Cadmium (Cd), an occupational and environmental pollutant, induces nephrotoxicity by primarily damaging renal proximal tubular cells. In this study, we hypothesized that pyroptosis, a caspase-1-dependent inflammatory programmed cell death mechanism, mediates Cd-induced nephrotoxicity. Human proximal tubular epithelial HK-2 cells were treated with 0-10µM CdCl2 for 48h. We found that Cd dose-dependently caused cytotoxicity, which correlated with activation of the NLRP3 inflammasome, increases in the expression and secretion of pro-inflammatory cytokines and upregulation of pyroptosis-related genes in HK-2 cells or/and in kidneys of Cd-treated mice. These effects were significantly abrogated by inhibiting caspase-1 activity with inhibitor YVAD or silencing NLRP3 with siRNA in vitro, suggesting that Cd induces caspase-1- and NLRP3-inflammasome-dependent pyroptosis. Moreover, Cd treatment also activated three branches (ATF6, PERK and IRE-1α) of endoplasmic reticulum stress.
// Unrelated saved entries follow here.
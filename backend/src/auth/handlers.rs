//! Handler functions for authentication-related API endpoints.
//!
//! These functions process incoming HTTP requests for login, logout,
//! registration and credential changes, and translate the outcome of
//! `auth::service` into cookies and JSON bodies.

use crate::api::common::service_error_to_http;
use crate::auth::cookie::{clear_session_cookie, session_cookie, session_token};
use crate::auth::middleware::rate_limited;
use crate::auth::models::*;
use crate::auth::service::{AuthService, CurrentUser};
use crate::errors::ServiceError;
use crate::state::AppState;
use axum::{
    Form,
    extract::{Extension, Json},
    http::{HeaderMap, HeaderValue, StatusCode, header::SET_COOKIE},
    response::{IntoResponse, Json as ResponseJson, Response},
};

type SetCookie = [(axum::http::HeaderName, HeaderValue); 1];

/// Handle login form submission
#[axum::debug_handler]
pub async fn login(
    Extension(state): Extension<AppState>,
    Form(payload): Form<LoginRequest>,
) -> Result<(SetCookie, ResponseJson<LoginResponse>), Response> {
    let (user, issued) = AuthService::new(&state)
        .login(payload)
        .await
        .map_err(|e| match e {
            ServiceError::RateLimited { retry_after_secs } => rate_limited(retry_after_secs),
            other => service_error_to_http(other).into_response(),
        })?;

    let response = LoginResponse {
        message: "Login successful".to_string(),
        token_type: "bearer".to_string(),
        username: user.username,
    };

    Ok((
        [(SET_COOKIE, session_cookie(&state.config, &issued.token))],
        ResponseJson(response),
    ))
}

/// Handle logout. Always succeeds and always clears the cookie.
#[axum::debug_handler]
pub async fn logout(
    Extension(state): Extension<AppState>,
    headers: HeaderMap,
) -> (SetCookie, ResponseJson<MessageResponse>) {
    AuthService::new(&state)
        .logout(session_token(&headers).as_deref())
        .await;

    (
        [(SET_COOKIE, clear_session_cookie(&state.config))],
        ResponseJson(MessageResponse::new("Logged out successfully")),
    )
}

/// Handle user registration
#[axum::debug_handler]
pub async fn register(
    Extension(state): Extension<AppState>,
    Json(payload): Json<RegisterRequest>,
) -> Result<(StatusCode, ResponseJson<UserInfo>), (StatusCode, String)> {
    let user = AuthService::new(&state)
        .register(payload)
        .await
        .map_err(service_error_to_http)?;

    Ok((StatusCode::CREATED, ResponseJson(user)))
}

/// Get current user information from the session
#[axum::debug_handler]
pub async fn me(Extension(current): Extension<CurrentUser>) -> ResponseJson<UserInfo> {
    ResponseJson(UserInfo::from(&current.user))
}

/// Change the password; ends every session of the user.
#[axum::debug_handler]
pub async fn change_password(
    Extension(state): Extension<AppState>,
    Extension(current): Extension<CurrentUser>,
    Json(payload): Json<ChangePasswordRequest>,
) -> Result<(SetCookie, ResponseJson<MessageResponse>), (StatusCode, String)> {
    AuthService::new(&state)
        .change_password(&current, payload)
        .await
        .map_err(service_error_to_http)?;

    Ok((
        [(SET_COOKIE, clear_session_cookie(&state.config))],
        ResponseJson(MessageResponse::new(
            "Password changed, please log in again",
        )),
    ))
}

/// Change the username; ends every session of the user.
#[axum::debug_handler]
pub async fn change_username(
    Extension(state): Extension<AppState>,
    Extension(current): Extension<CurrentUser>,
    Json(payload): Json<ChangeUsernameRequest>,
) -> Result<(SetCookie, ResponseJson<UserInfo>), (StatusCode, String)> {
    let user = AuthService::new(&state)
        .change_username(&current, payload)
        .await
        .map_err(service_error_to_http)?;

    Ok((
        [(SET_COOKIE, clear_session_cookie(&state.config))],
        ResponseJson(user),
    ))
}

/// Delete the current account
#[axum::debug_handler]
pub async fn delete_account(
    Extension(state): Extension<AppState>,
    Extension(current): Extension<CurrentUser>,
    Json(payload): Json<DeleteAccountRequest>,
) -> Result<(SetCookie, ResponseJson<MessageResponse>), (StatusCode, String)> {
    AuthService::new(&state)
        .delete_account(&current, payload)
        .await
        .map_err(service_error_to_http)?;

    Ok((
        [(SET_COOKIE, clear_session_cookie(&state.config))],
        ResponseJson(MessageResponse::new("Account deleted")),
    ))
}
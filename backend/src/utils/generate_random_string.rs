//! Random secret generation.

use rand::{Rng, seq::SliceRandom};

const LOWERCASE: &[u8] = b"abcdefghijklmnopqrstuvwxyz";
const UPPERCASE: &[u8] = b"ABCDEFGHIJKLMNOPQRSTUVWXYZ";
const DIGITS: &[u8] = b"0123456789";
/// Symbols that survive shells, `.env` files and HTML without quoting.
const SAFE_SYMBOLS: &[u8] = b"!@#$%^&*()_-=+";

/// Generates a password from the thread-local CSPRNG containing at least
/// one lowercase letter, one uppercase letter, one digit and one symbol.
///
/// # Panics
///
/// Panics if `length` is smaller than 4.
pub fn generate_secure_password(length: usize) -> String {
    assert!(length >= 4, "password length must be at least 4");

    let mut rng = rand::thread_rng();
    let alphabet: Vec<u8> = [LOWERCASE, UPPERCASE, DIGITS, SAFE_SYMBOLS].concat();

    let mut password: Vec<u8> = [LOWERCASE, UPPERCASE, DIGITS, SAFE_SYMBOLS]
        .iter()
        .map(|class| class[rng.gen_range(0..class.len())])
        .collect();
    password.extend((4..length).map(|_| alphabet[rng.gen_range(0..alphabet.len())]));
    password.shuffle(&mut rng);

    password.into_iter().map(char::from).collect()
}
Selective inhibition of the IRE-1α/XBP-1s branch by a pharmacological inhibitor STF-083010 or by genetic silencing of XBP-1 significantly attenuated Cd-induced NLRP3 inflammasome activation and pyroptosis. Mechanistically, Cd suppressed deacetylase Sirtuin-1 (SIRT-1) protein expression and activity leading to decrease in physical binding with XBP-1s protein, and thus the accumulation of acetylated XBP-1s levels. Activation of SIRT1 using a pharmacological agonist resveratrol or genetic SIRT1 overexpression significantly abolished Cd-induced activation of the IRE-1α/XBP-1s pathway and the NRLP3 inflammasome as well as pyroptosis, which were counteracted by co-overexpression of both SIRT1 and XBP-1s. Collectively, our findings indicate that SIRT1 activity protects against Cd-induced pyroptosis through deacetylating XBP-1s, and thus inhibiting the IRE-1α/XBP-1s pathway in HK-2 cells. These results provide a novel mechanism for Cd-induced nephrotoxicity.